As bacteria become more and more resistant to antibiotics, like the one pictured above, scientists are developing new antibiotics. (Wikiedia Commons)
As bacteria become more and more resistant to antibiotics, like the one pictured above, scientists are developing new antibiotics. (Wikiedia Commons)

Bacteria are evolving the ability to resist some of our most important antibiotics. Unless something is done, resistant strains of bacteria may kill 10 million people per year by 2050. Biomedical scientists are working hard on multiple approaches toward solving this problem.

In 2020, a team of American researchers reported a major breakthrough. For the first time, they indentified a new antibiotic using artifical intelligence.

They did this by using a deep learning neural network, which can learn to recognize patterns, from a training set of example of the pattern.
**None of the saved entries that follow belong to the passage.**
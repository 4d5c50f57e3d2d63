//! Expiry values in the memcached convention.
//!
//! Backends that speak raw integers (memcached, Couchbase) interpret an expiry
//! of `0` as "never", anything up to 30 days as a relative TTL in seconds, and
//! anything larger as an absolute Unix timestamp. [`Expiry`] keeps the three
//! cases apart so the layered store can clamp only the relative one.

use std::time::{Duration, SystemTime, UNIX_EPOCH};

/// Raw expiry values above this (30 days in seconds) are absolute timestamps.
pub const ABSOLUTE_EXPIRY_THRESHOLD_SECS: u64 = 30 * 24 * 60 * 60;

#[derive(Debug, Clone, Copy, PartialEq, Eq, Hash, Default)]
/// When a stored value stops being visible.
pub enum Expiry {
    #[default]
    /// No expiry (or the backend's own default).
    Never,
    /// Relative TTL in seconds.
    After(u64),
    /// Absolute Unix timestamp in seconds.
    At(u64),
}

impl Expiry {
    /// Interprets a raw seconds value using the memcached convention.
    pub fn from_secs(raw: u64) -> Self {
        match raw {
            0 => Expiry::Never,
            secs if secs > ABSOLUTE_EXPIRY_THRESHOLD_SECS => Expiry::At(secs),
            secs => Expiry::After(secs),
        }
    }

    /// Relative TTL from a [`Duration`] (sub-second precision is dropped).
    ///
    /// Durations longer than 30 days cannot be expressed relatively; they are
    /// converted to an absolute timestamp so the raw encoding stays unambiguous.
    pub fn after(ttl: Duration) -> Self {
        let secs = ttl.as_secs();
        if secs > ABSOLUTE_EXPIRY_THRESHOLD_SECS {
            Expiry::At(unix_now().saturating_add(secs))
        } else if secs == 0 {
            // A zero relative TTL would read back as "never".
            Expiry::After(1)
        } else {
            Expiry::After(secs)
        }
    }

    /// Returns the raw seconds value (inverse of [`Expiry::from_secs`]).
    pub fn as_secs(&self) -> u64 {
        match self {
            Expiry::Never => 0,
            Expiry::After(secs) | Expiry::At(secs) => *secs,
        }
    }

    #[inline]
    pub fn is_never(&self) -> bool {
        matches!(self, Expiry::Never)
    }

    #[inline]
    pub fn is_absolute(&self) -> bool {
        matches!(self, Expiry::At(_))
    }

    /// Time left from now, `None` for [`Expiry::Never`].
    ///
    /// An absolute timestamp in the past yields [`Duration::ZERO`].
    pub fn remaining(&self) -> Option<Duration> {
        match self {
            Expiry::Never => None,
            Expiry::After(secs) => Some(Duration::from_secs(*secs)),
            Expiry::At(timestamp) => Some(Duration::from_secs(
                timestamp.saturating_sub(unix_now()),
            )),
        }
    }
}

impl From<u64> for Expiry {
    fn from(raw: u64) -> Self {
        Expiry::from_secs(raw)
    }
}

fn unix_now() -> u64 {
    SystemTime::now()
        .duration_since(UNIX_EPOCH)
        .map(|d| d.as_secs())
        .unwrap_or(0)
}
The researchers trained the network with data on the molecular structures of 2,500 different drugs, and data about how effective each substance was as an antibiotic.

After training with the examples, the network was used to screen a library of 6,000 other substances, recognizing ones that both fit the learned pattern of a good antibiotic, and were different from existing antibiotics. Finding substances different from existing antibiotics was especially important, because it is likely that these will be harder for bacteria to evolve resistance to.

The researchers identified a promising new antibiotic which they named halicin, after the intelligent computer HAL-9000 from the sci-fi classic 2001: A Space Odyssey. Preliminary tests indicate that halicin has properties that will make it especially hard for bacteria to evolve resistance to it. After finding halicin, the researchers used their network to search a larger library of compounds and identified 23 more potential new antibiotics.

Reviewer: Thomas Unterthiner, Johannes Kepler University, Linz, Austia.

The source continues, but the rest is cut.